[Provided records — start]
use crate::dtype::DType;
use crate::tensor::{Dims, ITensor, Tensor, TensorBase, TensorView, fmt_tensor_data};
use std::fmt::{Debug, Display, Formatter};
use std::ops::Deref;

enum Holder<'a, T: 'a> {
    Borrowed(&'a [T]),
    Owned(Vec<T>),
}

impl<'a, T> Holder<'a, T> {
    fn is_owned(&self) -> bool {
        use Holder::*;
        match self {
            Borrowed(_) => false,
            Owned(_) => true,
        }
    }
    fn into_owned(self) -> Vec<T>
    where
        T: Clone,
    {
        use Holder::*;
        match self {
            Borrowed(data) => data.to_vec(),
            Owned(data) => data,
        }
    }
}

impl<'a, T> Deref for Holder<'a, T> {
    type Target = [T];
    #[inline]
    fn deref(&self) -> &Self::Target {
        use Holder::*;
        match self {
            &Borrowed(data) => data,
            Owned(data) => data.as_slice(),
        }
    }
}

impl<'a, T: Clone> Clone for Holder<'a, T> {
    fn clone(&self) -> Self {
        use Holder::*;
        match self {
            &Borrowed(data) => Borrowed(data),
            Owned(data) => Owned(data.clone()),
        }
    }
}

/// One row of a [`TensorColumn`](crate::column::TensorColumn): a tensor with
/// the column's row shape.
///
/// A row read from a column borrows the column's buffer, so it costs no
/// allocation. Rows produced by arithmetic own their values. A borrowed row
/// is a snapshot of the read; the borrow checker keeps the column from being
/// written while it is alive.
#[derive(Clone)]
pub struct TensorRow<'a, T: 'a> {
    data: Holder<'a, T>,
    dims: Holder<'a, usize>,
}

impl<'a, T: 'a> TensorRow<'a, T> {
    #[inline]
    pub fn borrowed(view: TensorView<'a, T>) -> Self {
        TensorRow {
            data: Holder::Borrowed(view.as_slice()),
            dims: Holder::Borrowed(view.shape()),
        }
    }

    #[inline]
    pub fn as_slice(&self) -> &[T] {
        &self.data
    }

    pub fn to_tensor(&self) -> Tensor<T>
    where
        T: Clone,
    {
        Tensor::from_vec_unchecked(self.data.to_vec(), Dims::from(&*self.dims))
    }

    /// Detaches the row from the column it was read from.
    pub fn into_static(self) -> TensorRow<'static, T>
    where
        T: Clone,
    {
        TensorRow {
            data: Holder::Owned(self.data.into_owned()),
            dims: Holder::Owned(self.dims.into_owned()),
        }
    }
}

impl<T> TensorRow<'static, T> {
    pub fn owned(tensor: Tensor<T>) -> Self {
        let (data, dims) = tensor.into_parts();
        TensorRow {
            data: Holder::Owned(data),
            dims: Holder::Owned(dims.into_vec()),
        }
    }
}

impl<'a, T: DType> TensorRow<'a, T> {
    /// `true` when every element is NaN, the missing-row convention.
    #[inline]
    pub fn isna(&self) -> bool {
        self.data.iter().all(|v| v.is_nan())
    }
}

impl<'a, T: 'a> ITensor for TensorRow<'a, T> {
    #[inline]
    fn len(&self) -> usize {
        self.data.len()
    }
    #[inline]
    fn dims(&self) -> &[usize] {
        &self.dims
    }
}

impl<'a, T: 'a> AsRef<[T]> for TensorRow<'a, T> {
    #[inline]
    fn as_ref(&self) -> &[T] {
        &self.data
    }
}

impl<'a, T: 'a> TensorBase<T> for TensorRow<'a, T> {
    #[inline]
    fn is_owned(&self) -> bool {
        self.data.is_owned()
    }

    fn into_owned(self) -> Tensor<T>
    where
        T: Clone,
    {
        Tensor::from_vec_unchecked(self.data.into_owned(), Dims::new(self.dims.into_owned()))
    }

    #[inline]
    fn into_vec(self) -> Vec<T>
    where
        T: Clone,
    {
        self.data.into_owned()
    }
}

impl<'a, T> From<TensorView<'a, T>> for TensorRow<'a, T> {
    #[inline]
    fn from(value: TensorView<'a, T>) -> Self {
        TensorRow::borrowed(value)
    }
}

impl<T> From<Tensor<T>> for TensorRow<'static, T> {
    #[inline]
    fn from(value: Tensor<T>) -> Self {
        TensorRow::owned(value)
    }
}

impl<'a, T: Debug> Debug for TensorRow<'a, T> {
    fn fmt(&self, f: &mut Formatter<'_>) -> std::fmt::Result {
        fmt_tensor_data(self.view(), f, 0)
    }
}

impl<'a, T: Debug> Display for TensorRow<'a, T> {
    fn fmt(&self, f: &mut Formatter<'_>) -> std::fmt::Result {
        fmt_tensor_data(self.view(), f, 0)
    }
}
[Provided records — finish]
**What you are asked to do:** Your answer must consist of every line above, reproduced exactly.

**Reply to the task:**
use crate::dtype::DType;
use crate::tensor::{Dims, ITensor, Tensor, TensorBase, TensorView, fmt_tensor_data};
use std::fmt::{Debug, Display, Formatter};
use std::ops::Deref;

enum Holder<'a, T: 'a> {
    Borrowed(&'a [T]),
    Owned(Vec<T>),
}

impl<'a, T> Holder<'a, T> {
    fn is_owned(&self) -> bool {
        use Holder::*;
        match self {
            Borrowed(_) => false,
            Owned(_) => true,
        }
    }
    fn into_owned(self) -> Vec<T>
    where
        T: Clone,
    {
        use Holder::*;
        match self {
            Borrowed(data) => data.to_vec(),
            Owned(data) => data,
        }
    }
}

impl<'a, T> Deref for Holder<'a, T> {
    type Target = [T];
    #[inline]
    fn deref(&self) -> &Self::Target {
        use Holder::*;
        match self {
            &Borrowed(data) => data,
            Owned(data) => data.as_slice(),
        }
    }
}

impl<'a, T: Clone> Clone for Holder<'a, T> {
    fn clone(&self) -> Self {
        use Holder::*;
        match self {
            &Borrowed(data) => Borrowed(data),
            Owned(data) => Owned(data.clone()),
        }
    }
}

/// One row of a [`TensorColumn`](crate::column::TensorColumn): a tensor with
/// the column's row shape.
///
/// A row read from a column borrows the column's buffer, so it costs no
/// allocation. Rows produced by arithmetic own their values. A borrowed row
/// is a snapshot of the read; the borrow checker keeps the column from being
/// written while it is alive.
#[derive(Clone)]
pub struct TensorRow<'a, T: 'a> {
    data: Holder<'a, T>,
    dims: Holder<'a, usize>,
}

impl<'a, T: 'a> TensorRow<'a, T> {
    #[inline]
    pub fn borrowed(view: TensorView<'a, T>) -> Self {
        TensorRow {
            data: Holder::Borrowed(view.as_slice()),
            dims: Holder::Borrowed(view.shape()),
        }
    }

    #[inline]
    pub fn as_slice(&self) -> &[T] {
        &self.data
    }

    pub fn to_tensor(&self) -> Tensor<T>
    where
        T: Clone,
    {
        Tensor::from_vec_unchecked(self.data.to_vec(), Dims::from(&*self.dims))
    }

    /// Detaches the row from the column it was read from.
    pub fn into_static(self) -> TensorRow<'static, T>
    where
        T: Clone,
    {
        TensorRow {
            data: Holder::Owned(self.data.into_owned()),
            dims: Holder::Owned(self.dims.into_owned()),
        }
    }
}

impl<T> TensorRow<'static, T> {
    pub fn owned(tensor: Tensor<T>) -> Self {
        let (data, dims) = tensor.into_parts();
        TensorRow {
            data: Holder::Owned(data),
            dims: Holder::Owned(dims.into_vec()),
        }
    }
}

impl<'a, T: DType> TensorRow<'a, T> {
    /// `true` when every element is NaN, the missing-row convention.
    #[inline]
    pub fn isna(&self) -> bool {
        self.data.iter().all(|v| v.is_nan())
    }
}

impl<'a, T: 'a> ITensor for TensorRow<'a, T> {
    #[inline]
    fn len(&self) -> usize {
        self.data.len()
    }
    #[inline]
    fn dims(&self) -> &[usize] {
        &self.dims
    }
}

impl<'a, T: 'a> AsRef<[T]> for TensorRow<'a, T> {
    #[inline]
    fn as_ref(&self) -> &[T] {
        &self.data
    }
}

impl<'a, T: 'a> TensorBase<T> for TensorRow<'a, T> {
    #[inline]
    fn is_owned(&self) -> bool {
        self.data.is_owned()
    }

    fn into_owned(self) -> Tensor<T>
    where
        T: Clone,
    {
        Tensor::from_vec_unchecked(self.data.into_owned(), Dims::new(self.dims.into_owned()))
    }

    #[inline]
    fn into_vec(self) -> Vec<T>
    where
        T: Clone,
    {
        self.data.into_owned()
    }
}

impl<'a, T> From<TensorView<'a, T>> for TensorRow<'a, T> {
    #[inline]
    fn from(value: TensorView<'a, T>) -> Self {
        TensorRow::borrowed(value)
    }
}

impl<T> From<Tensor<T>> for TensorRow<'static, T> {
    #[inline]
    fn from(value: Tensor<T>) -> Self {
        TensorRow::owned(value)
    }
}

impl<'a, T: Debug> Debug for TensorRow<'a, T> {
    fn fmt(&self, f: &mut Formatter<'_>) -> std::fmt::Result {
        fmt_tensor_data(self.view(), f, 0)
    }
}

impl<'a, T: Debug> Display for TensorRow<'a, T> {
    fn fmt(&self, f: &mut Formatter<'_>) -> std::fmt::Result {
        fmt_tensor_data(self.view(), f, 0)
    }
}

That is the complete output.